Neil Edwards, CEO of Builders’ Conference, a partner of the Scaffolding Association, looks on admiringly at the construction sector as, on the one hand, it continues to drive the UK economy but, on the other hand, looks as though it may need to find skills solutions so that it can keep pace with its own success.
DECEMBER 2020 – THE YEAR IN A NUTSHELL
December has always been a slow month for construction contract awards; and in 2020, the prospects were made worse by a resurgence of COVID-19 that resulted in further restrictions and by the final completion of Brexit negotiations.
What happened next confounded all good sense and left many of us in equal parts bemused and delighted. 2020 was the year in which predictions became pointless. So, in a year in which the unprecedented became the norm, the fact that UK construction recorded more than £12.2 billion in new contract awards in December really was the most 2020 way in which to see out an erratic and unpredictable year.
History will show that figure was boosted by more than £8.0 billion in work related to HS2. But even without that, December was unusually busy. Beyond the HS2 contracts, one of the most intriguing awards was to ISG, for the £300 million construction of a lithium-ion battery production facility on the former Blyth Power Station site.

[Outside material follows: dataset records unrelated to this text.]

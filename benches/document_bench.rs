use chrono::NaiveDate;
use criterion::{Criterion, black_box, criterion_group, criterion_main};
use rust_decimal::Decimal;
use rust_decimal_macros::dec;

use sunat_cpe::core::*;
use sunat_cpe::transmission::{build_package, parse_response};
use sunat_cpe::ubl;

fn header() -> DocumentHeader {
    DocumentHeader {
        document_type: DocumentType::Invoice,
        series: "F001".into(),
        number: 42,
        issue_date: NaiveDate::from_ymd_opt(2024, 5, 2).unwrap(),
        currency: "PEN".into(),
        operation_type: "0101".into(),
        environment: SunatEnvironment::Beta,
        reference: None,
    }
}

fn issuer() -> Issuer {
    IssuerBuilder::new("20123456789", "LAPIZ Y PAPEL S.A.C.")
        .trade_name("LAPIZ Y PAPEL")
        .address(
            AddressBuilder::new("150101", "AV. ABANCAY 123")
                .district("LIMA")
                .build(),
        )
        .build()
}

fn lines(n: usize) -> Vec<InvoiceLine> {
    (1..=n)
        .map(|i| {
            let builder = LineBuilder::new(
                format!("Articulo de oficina {i}"),
                Decimal::from(i % 7 + 1),
                dec!(3.50) + Decimal::new(i as i64, 2),
            )
            .product_code(format!("ART-{i:04}"));
            if i % 5 == 0 {
                builder.affectation(TaxAffectation::Exonerated).build()
            } else {
                builder.build()
            }
        })
        .collect()
}

fn bench_breakdown(c: &mut Criterion) {
    let lines = lines(100);
    c.bench_function("compute_breakdown_100_lines", |b| {
        b.iter(|| compute_breakdown(black_box(&lines), DEFAULT_IGV_RATE).unwrap())
    });
}

fn bench_build(c: &mut Criterion) {
    let customer = Customer::with_ruc("20987654321", "CLIENTE SAC");
    for n in [10, 500] {
        let lines = lines(n);
        let breakdown = compute_breakdown(&lines, DEFAULT_IGV_RATE).unwrap();
        c.bench_function(&format!("ubl_build_{n}_lines"), |b| {
            b.iter(|| {
                ubl::build(
                    black_box(&header()),
                    &issuer(),
                    &customer,
                    &lines,
                    &breakdown,
                )
                .unwrap()
            })
        });
    }
}

fn bench_package(c: &mut Criterion) {
    let lines = lines(100);
    let breakdown = compute_breakdown(&lines, DEFAULT_IGV_RATE).unwrap();
    let customer = Customer::with_ruc("20987654321", "CLIENTE SAC");
    let xml = ubl::build(&header(), &issuer(), &customer, &lines, &breakdown).unwrap();
    c.bench_function("zip_package_100_lines", |b| {
        b.iter(|| build_package("20123456789-01-F001-00000042.xml", black_box(xml.as_bytes())).unwrap())
    });
}

fn bench_parse_response(c: &mut Criterion) {
    use base64::Engine;
    let cdr = r#"<ar:ApplicationResponse xmlns:ar="urn:oasis:names:specification:ubl:schema:xsd:ApplicationResponse-2" xmlns:cbc="urn:oasis:names:specification:ubl:schema:xsd:CommonBasicComponents-2"><cbc:ResponseCode>0</cbc:ResponseCode><cbc:Description>aceptada</cbc:Description></ar:ApplicationResponse>"#;
    let archive = build_package("R-20123456789-01-F001-00000042.xml", cdr.as_bytes()).unwrap();
    let raw = format!(
        "<soap-env:Envelope xmlns:soap-env=\"http://schemas.xmlsoap.org/soap/envelope/\"><soap-env:Body><br:sendBillResponse xmlns:br=\"http://service.sunat.gob.pe\"><applicationResponse>{}</applicationResponse></br:sendBillResponse></soap-env:Body></soap-env:Envelope>",
        base64::engine::general_purpose::STANDARD.encode(archive)
    );
    c.bench_function("parse_send_bill_response", |b| {
        b.iter(|| parse_response(black_box(raw.as_bytes())))
    });
}

criterion_group!(
    benches,
    bench_breakdown,
    bench_build,
    bench_package,
    bench_parse_response
);
criterion_main!(benches);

The new plant will use only renewable energy, and includes the potential to use hydro-electric power generated in Norway and transported beneath the North Sea via the world’s longest inter-connector from the North Sea Link project. So, at the end of the year, the UK construction industry marched into 2021 with positivity and some much-needed and non-house building work.
JANUARY 2021 – OFF TO A FLYING START
UK construction hit the ground running at the beginning of the New Year, even though it failed to replicate the highs of December 2020. Huge tranches of HS2-related construction contracts do not come along every month.
So anyone expecting a repeat of the £12 billion plus in new contract awards recorded in December 2020 was always going to be disappointed.
But with £6.2 billion in new contract awards, the sector blasted past the established £4.0 billion monthly benchmark to get 2021 off to a flying start.
It was a month in which road projects enjoyed a welcome resurgence, with Costain landing a £250 million project near Birtley for Highways England.
Although that project provided a welcome shot in the arm for the North East, it was London (£1.87 billion) and the Midlands (£996 million) that had most to celebrate.
The North West region contributed a further £726 million while Scotland continues to play catch-up with £152 million.
As has become the norm, housing dominated in the sector countdown, with 188 new contract awards valued at a combined £2.89 billion. But a marked uptick on roads (£962 million) and education (£823 million) pointed to a loosening of the government purse strings.
FEBRUARY 2021 – AN UNSTOPPABLE FORCE
The UK construction industry flexed its muscles yet again in February, posting an astonishing £8.0 billion in new contract awards in the shortest month of the year.
There was a time when the UK construction sector was an unconfident creature, but that has given way to a seemingly unstoppable force that has met head on the triple threat of COVID-19, Brexit and wider economic jitters.
And rather than run scared, the sector charges forwards, posting an astonishing £8.0 billion in new contract awards. And this was no HS2-fuelled anomaly. In the absence of a single £1.0 billion+ project, some 340 contractors shared the spoils.
Against the background of such an unseasonably positive month, it seems almost churlish to mention the negatives. Despite the resurgence of Scotland (£458 million) and the exceptional performance of the Midlands (£774 million) and Yorkshire (£412 million), the regional imbalance still favours London as it contributed an impressive £3.36 billion to the monthly total.
A similar imbalance remains in the split of workload among industry categories. The housing sector contributed £3.52 billion of known work and will have been a large part of a further £1.52 billion of mixed use and miscellaneous work.
Warehouses and industrial units, with £637.9 million and offices, with £479 million, came a distant second and third respectively. Also worthy of note is that the split between publicly and privately funded work continues to widen.
By value, privately funded works accounted for around 80% of all new contract awards, suggesting a post-COVID tightening of the Government’s purse strings. And, like an ever-present elephant in the room, the spectre of a worsening skills shortage continues to haunt the sector.
Quite how the industry will meet the demand of £26 billion in new work in the space of just three months remains open to question.